Go through the entries below and report how many lines contain the string "reading". Nothing but the number is wanted.

**The data**.
BEGIN

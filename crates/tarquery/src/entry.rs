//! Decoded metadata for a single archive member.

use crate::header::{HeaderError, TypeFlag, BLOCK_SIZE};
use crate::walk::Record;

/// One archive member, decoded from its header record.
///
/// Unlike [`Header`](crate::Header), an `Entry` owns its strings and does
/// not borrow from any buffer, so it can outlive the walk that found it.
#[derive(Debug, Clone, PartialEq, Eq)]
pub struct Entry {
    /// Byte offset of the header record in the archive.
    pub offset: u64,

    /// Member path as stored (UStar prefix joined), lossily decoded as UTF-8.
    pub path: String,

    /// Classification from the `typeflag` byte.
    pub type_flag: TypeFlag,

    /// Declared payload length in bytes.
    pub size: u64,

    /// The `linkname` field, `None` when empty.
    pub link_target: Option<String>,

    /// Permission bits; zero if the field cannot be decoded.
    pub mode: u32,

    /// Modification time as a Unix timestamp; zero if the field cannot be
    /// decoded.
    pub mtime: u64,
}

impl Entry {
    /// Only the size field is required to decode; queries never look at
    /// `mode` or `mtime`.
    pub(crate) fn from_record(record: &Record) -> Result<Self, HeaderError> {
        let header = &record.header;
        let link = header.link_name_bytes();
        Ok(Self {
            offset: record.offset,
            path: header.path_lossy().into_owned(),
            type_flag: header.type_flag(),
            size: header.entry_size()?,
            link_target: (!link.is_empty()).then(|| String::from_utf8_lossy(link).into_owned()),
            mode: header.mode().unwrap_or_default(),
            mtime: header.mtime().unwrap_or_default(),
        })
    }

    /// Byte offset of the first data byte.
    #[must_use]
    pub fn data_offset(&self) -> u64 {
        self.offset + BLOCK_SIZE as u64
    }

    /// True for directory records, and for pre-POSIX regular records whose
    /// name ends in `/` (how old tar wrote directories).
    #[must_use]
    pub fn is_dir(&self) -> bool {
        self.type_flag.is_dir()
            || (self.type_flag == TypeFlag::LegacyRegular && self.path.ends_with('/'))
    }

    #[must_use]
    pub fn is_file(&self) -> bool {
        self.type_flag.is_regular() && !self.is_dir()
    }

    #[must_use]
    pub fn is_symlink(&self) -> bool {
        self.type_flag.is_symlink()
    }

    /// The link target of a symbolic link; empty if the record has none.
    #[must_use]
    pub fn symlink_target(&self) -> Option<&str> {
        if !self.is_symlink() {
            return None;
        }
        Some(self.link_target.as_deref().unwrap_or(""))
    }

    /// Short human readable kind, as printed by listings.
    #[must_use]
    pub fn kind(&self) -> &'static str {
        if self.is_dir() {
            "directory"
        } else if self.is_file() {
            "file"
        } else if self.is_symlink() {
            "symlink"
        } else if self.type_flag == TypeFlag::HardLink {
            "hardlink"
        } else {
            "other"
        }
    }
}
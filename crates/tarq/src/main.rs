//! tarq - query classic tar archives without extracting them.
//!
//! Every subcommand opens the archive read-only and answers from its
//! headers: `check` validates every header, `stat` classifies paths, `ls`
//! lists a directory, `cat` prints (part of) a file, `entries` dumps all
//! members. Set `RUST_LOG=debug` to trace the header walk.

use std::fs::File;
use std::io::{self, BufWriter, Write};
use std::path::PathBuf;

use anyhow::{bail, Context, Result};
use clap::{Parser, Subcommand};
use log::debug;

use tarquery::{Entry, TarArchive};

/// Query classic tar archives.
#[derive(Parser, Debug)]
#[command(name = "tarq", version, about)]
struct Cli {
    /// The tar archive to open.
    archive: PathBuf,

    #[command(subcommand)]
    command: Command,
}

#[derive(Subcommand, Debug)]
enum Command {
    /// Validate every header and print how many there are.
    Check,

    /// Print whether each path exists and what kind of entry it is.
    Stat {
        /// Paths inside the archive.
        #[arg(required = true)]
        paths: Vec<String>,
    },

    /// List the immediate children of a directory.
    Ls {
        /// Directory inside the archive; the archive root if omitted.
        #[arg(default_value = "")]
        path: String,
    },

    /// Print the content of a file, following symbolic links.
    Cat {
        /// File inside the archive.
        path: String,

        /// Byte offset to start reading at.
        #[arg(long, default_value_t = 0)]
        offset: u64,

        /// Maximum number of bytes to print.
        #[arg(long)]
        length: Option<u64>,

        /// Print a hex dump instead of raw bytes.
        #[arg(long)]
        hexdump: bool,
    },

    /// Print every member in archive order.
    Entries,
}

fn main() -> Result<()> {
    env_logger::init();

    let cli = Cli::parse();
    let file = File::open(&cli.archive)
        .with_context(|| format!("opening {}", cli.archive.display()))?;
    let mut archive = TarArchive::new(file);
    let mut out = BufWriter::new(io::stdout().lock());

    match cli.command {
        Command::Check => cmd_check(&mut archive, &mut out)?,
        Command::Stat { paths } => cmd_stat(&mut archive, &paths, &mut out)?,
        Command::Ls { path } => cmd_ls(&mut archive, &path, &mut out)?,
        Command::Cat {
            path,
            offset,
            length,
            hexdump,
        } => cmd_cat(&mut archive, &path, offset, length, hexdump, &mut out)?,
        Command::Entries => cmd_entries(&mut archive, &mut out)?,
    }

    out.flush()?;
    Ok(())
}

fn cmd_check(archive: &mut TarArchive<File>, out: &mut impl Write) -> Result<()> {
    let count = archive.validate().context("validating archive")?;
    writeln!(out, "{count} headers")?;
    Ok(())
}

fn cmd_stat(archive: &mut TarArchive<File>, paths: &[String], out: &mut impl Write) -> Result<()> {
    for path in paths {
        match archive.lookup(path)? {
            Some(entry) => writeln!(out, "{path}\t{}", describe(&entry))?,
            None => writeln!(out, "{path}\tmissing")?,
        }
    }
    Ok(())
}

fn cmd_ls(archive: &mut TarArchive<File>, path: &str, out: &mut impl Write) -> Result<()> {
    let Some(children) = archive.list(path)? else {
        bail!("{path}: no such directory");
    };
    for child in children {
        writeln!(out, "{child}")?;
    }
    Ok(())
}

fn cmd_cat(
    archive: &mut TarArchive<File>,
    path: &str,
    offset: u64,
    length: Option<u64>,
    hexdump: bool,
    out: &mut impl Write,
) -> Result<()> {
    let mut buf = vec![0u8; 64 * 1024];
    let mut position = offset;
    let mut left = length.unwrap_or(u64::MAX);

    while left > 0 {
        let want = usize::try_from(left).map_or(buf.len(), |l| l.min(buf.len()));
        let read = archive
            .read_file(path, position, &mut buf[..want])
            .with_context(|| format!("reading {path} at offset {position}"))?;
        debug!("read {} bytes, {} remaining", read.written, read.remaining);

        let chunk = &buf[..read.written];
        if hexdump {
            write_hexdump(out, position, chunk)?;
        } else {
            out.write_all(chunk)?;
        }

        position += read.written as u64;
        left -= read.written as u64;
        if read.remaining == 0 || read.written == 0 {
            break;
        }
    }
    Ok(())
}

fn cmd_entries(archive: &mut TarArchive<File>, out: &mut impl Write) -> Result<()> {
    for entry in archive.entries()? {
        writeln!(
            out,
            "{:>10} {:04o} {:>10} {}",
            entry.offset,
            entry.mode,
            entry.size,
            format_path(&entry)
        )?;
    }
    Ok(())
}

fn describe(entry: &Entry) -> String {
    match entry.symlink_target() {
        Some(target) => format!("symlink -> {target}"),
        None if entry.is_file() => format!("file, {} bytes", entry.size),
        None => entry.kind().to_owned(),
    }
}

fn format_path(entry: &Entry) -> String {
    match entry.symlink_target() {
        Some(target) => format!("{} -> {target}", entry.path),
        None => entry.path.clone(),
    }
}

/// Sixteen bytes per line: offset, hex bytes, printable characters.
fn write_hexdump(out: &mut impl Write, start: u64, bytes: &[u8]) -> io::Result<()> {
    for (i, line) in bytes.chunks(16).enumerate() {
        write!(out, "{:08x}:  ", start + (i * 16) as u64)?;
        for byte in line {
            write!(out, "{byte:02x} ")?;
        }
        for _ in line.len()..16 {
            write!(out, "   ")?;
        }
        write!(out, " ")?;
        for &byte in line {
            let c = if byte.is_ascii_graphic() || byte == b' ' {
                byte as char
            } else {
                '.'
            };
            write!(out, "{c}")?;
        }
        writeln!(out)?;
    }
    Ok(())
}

END

**Output for this exercise**.
2